Dia mencontohkan bahwa sekarang Jokowi mendapat
tekanan luar biasa dari partai dan koalisi partai yang mengusulkannnya
menjadi presiden dalam penyusunan kabinet.
“Dalam menyusun kabinet, Jokowi mendapat tekanan dari dua kekuatan
yakni PDI Perjuangan dan partai koalisi yang mendukungnya menjadi
presiden. Di PDI Perjuangan, Jokowi bukanlah orang kuat, dia hanya
pengurus partai. Sementara partai koalisi lain sama-sama berharap agar
ada kadernya yang menjabat menteri dalam kabinet,” ujar Philips saat
mengikuti diskusi “Desain Kabinet Trisakti 2014-2019” di Jakarta pada
Selasa (9/9/2014).
Diskusi ini diselengarakan oleh lembaga riset dan kajian IndoStrategi
untuk merilis hasil risetnya terkait desain kabinet Jokowi-JK. Selain
Phlips, hadir juga sebagai pembicara Direktur Eksekutif Andar Nubowo dan
pengamat pendidikan Retno Listyati.
Philips menilai bahwa Jokowi bukanlah orang yang leluasa mengambil
kebijakan di partainya. Megawati Soekarnoputri merupakan orang kuat di
PDI Perjuangan dan tak tergantikan sampai sekarang. Philips juga
mengatakan bahwa Jokowi bisa disandera oleh kepentingan partai koalisi.

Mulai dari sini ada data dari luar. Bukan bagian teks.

use std::fs;
use std::path::{Path, PathBuf};

use anyhow::{Context, Result};
use clap::Parser;

use fractus_engine::camera::CameraConfig;
use fractus_engine::device::GpuInit;
use fractus_engine::geometry::GeometryDescription;
use fractus_engine::logging::LoggingConfig;
use fractus_engine::paint::Color;
use fractus_engine::window::RuntimeConfig;

const DEFAULT_VERTEX: &str = include_str!("../assets/vert.wgsl");
const DEFAULT_FRAGMENT: &str = include_str!("../assets/frag.wgsl");
const DEFAULT_GEOMETRY: &str = include_str!("../assets/quad.json");

#[derive(Parser, Debug)]
#[command(name = "fractus")]
#[command(about = "Interactive GPU fractal viewer: drag to pan, scroll to zoom, right-click to reset")]
pub struct Cli {
    /// WGSL vertex shader (default: built-in full-screen quad shader)
    #[arg(long)]
    pub vertex: Option<PathBuf>,

    /// WGSL fragment shader (default: built-in Mandelbrot shader)
    #[arg(long)]
    pub fragment: Option<PathBuf>,

    /// Geometry description JSON (default: built-in full-screen quad)
    #[arg(long)]
    pub geometry: Option<PathBuf>,

    /// Window title
    #[arg(long, default_value = "fractus")]
    pub title: String,

    /// Initial window width in logical pixels
    #[arg(long, default_value_t = 800.0)]
    pub width: f64,

    /// Initial window height in logical pixels
    #[arg(long, default_value_t = 600.0)]
    pub height: f64,

    /// Initial world units across the viewport's minor axis
    #[arg(long, default_value_t = 2.0)]
    pub scale: f64,

    /// Scale multiplier per zoom-in wheel step
    #[arg(long, default_value_t = 0.90)]
    pub zoom_factor: f64,

    /// Clear color as #rrggbb or #rrggbbaa
    #[arg(long, default_value = "#ffffff")]
    pub clear: Color,

    /// Allocate a depth buffer (cleared every frame)
    #[arg(long)]
    pub depth: bool,

    /// Log filter, env_logger syntax (overrides RUST_LOG)
    #[arg(long)]
    pub log: Option<String>,
}

/// Everything the viewer needs, resolved from the command line.
#[derive(Debug, Clone)]
pub struct ViewerConfig {
    pub vertex_src: String,
    pub fragment_src: String,
    pub geometry: GeometryDescription,
    pub camera: CameraConfig,
    pub clear: Color,
    pub runtime: RuntimeConfig,
    pub gpu: GpuInit,
}

impl Cli {
    pub fn logging(&self) -> LoggingConfig {
        LoggingConfig {
            env_filter: self.log.clone(),
            ..LoggingConfig::default()
        }
    }

    /// Loads the shader and geometry files and builds the config structs.
    pub fn into_config(self) -> Result<ViewerConfig> {
        let vertex_src = read_or(self.vertex.as_deref(), DEFAULT_VERTEX)?;
        let fragment_src = read_or(self.fragment.as_deref(), DEFAULT_FRAGMENT)?;

        let geometry_text = read_or(self.geometry.as_deref(), DEFAULT_GEOMETRY)?;
        let geometry = GeometryDescription::from_json(&geometry_text).with_context(|| {
            format!(
                "failed to parse geometry {}",
                self.geometry
                    .as_deref()
                    .map_or("<built-in quad>".into(), |p| p.display().to_string())
            )
        })?;

        let mut gpu = GpuInit::default();
        if self.depth {
            gpu.depth_format = Some(wgpu::TextureFormat::Depth32Float);
        }

        Ok(ViewerConfig {
            vertex_src,
            fragment_src,
            geometry,
            camera: CameraConfig {
                center: None,
                scale: self.scale,
                zoom_factor: self.zoom_factor,
            },
            clear: self.clear,
            runtime: RuntimeConfig {
                title: self.title,
                initial_size: winit::dpi::LogicalSize::new(self.width, self.height),
            },
            gpu,
        })
    }
}

fn read_or(path: Option<&Path>, default: &str) -> Result<String> {
    match path {
        Some(p) => fs::read_to_string(p).with_context(|| format!("failed to read {}", p.display())),
        None => Ok(default.to_string()),
    }
}

#[cfg(test)]
mod tests {
    use super::*;
    use fractus_engine::shader::compile_program;

    #[test]
    fn defaults_parse() {
        let cli = Cli::parse_from(["fractus"]);
        assert_eq!(cli.width, 800.0);
        assert_eq!(cli.scale, 2.0);
        assert_eq!(cli.clear, Color::WHITE);
        assert!(cli.log.is_none());
    }

    #[test]
    fn flags_override_defaults() {
        let cli = Cli::parse_from([
            "fractus", "--title", "julia", "--scale", "3.5", "--clear", "#000000", "--depth",
        ]);
        let config = cli.into_config().unwrap();
        assert_eq!(config.runtime.title, "julia");
        assert_eq!(config.camera.scale, 3.5);
        assert_eq!(config.clear, Color::BLACK);
        assert!(config.gpu.depth_format.is_some());
    }

    #[test]
    fn built_in_assets_form_a_valid_program() {
        let config = Cli::parse_from(["fractus"]).into_config().unwrap();

        let program = compile_program(&config.vertex_src, &config.fragment_src).unwrap();
        for name in ["viewportx", "viewporty", "minDim"] {
            assert!(program.uniform_location(name).is_some(), "missing uniform {name}");
        }

        let geometry = config.geometry.prepare().unwrap();
        assert_eq!(geometry.draw.count, 6);
        program.check_vertex_inputs(&geometry.layouts()).unwrap();
    }

    #[test]
    fn missing_shader_file_is_reported() {
        let cli = Cli::parse_from(["fractus", "--fragment", "/nonexistent/frag.wgsl"]);
        let err = cli.into_config().unwrap_err();
        assert!(format!("{err:#}").contains("/nonexistent/frag.wgsl"));
    }
}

Untuk mengatasi hal ini, dia menganjurkan Jokowi harus memiliki power
base sendiri di luar partai dan parlemen. Menurutnya, kekuatan ini
sudah ada dan hanya Jokowi perlu mengkonsolidasikan lagi kekuatan ini.
“Jokowi sebenarnya sudah mempunyai power base sendiri, yang
non-partai dan non-parlemen, yang dijalankan kelompok relawan selama
ini. Tinggal Jokowi mengkonsolidasikan lagi kekuatan relawan ini
sehingga jadi satu dan langsung di bawah Jokowi,”jelasnya.
Dia mengungkapkan bahwa kekuatan relawan sebagai wujud partisipasi
publik merupakan hal yang lumrah terjadi di Amerika Serikat.
Relawan-relawan Obama, menurutnya sangat aktif dan bahkan para relawan
ini dapat mendesak wakil-wakil di negara bagiannya untuk mendukung
kebijakan-kebijakan Obama.
“Kekuatan relawan ini pernah dialami Jokowi ketika memimpin Jakarta.
Saat itu, DPRD berusaha menghalang-halangi pengesahan APBD DKI Jakarta.
Jokowi ke rakyat DKI Jakarta dan mengatakan APBD belum disahkan DPRD.
Akhirnya DPRD mendapat tekanan dari rakyat sehingga APBD pun
disahkan,”kata Philips.
Kekuatan relawan ini menunjukkan bahwa Jokowi mendapat dukungan dari
publik. Hal ini membuat demokrasi kita semakin dalam dan baik.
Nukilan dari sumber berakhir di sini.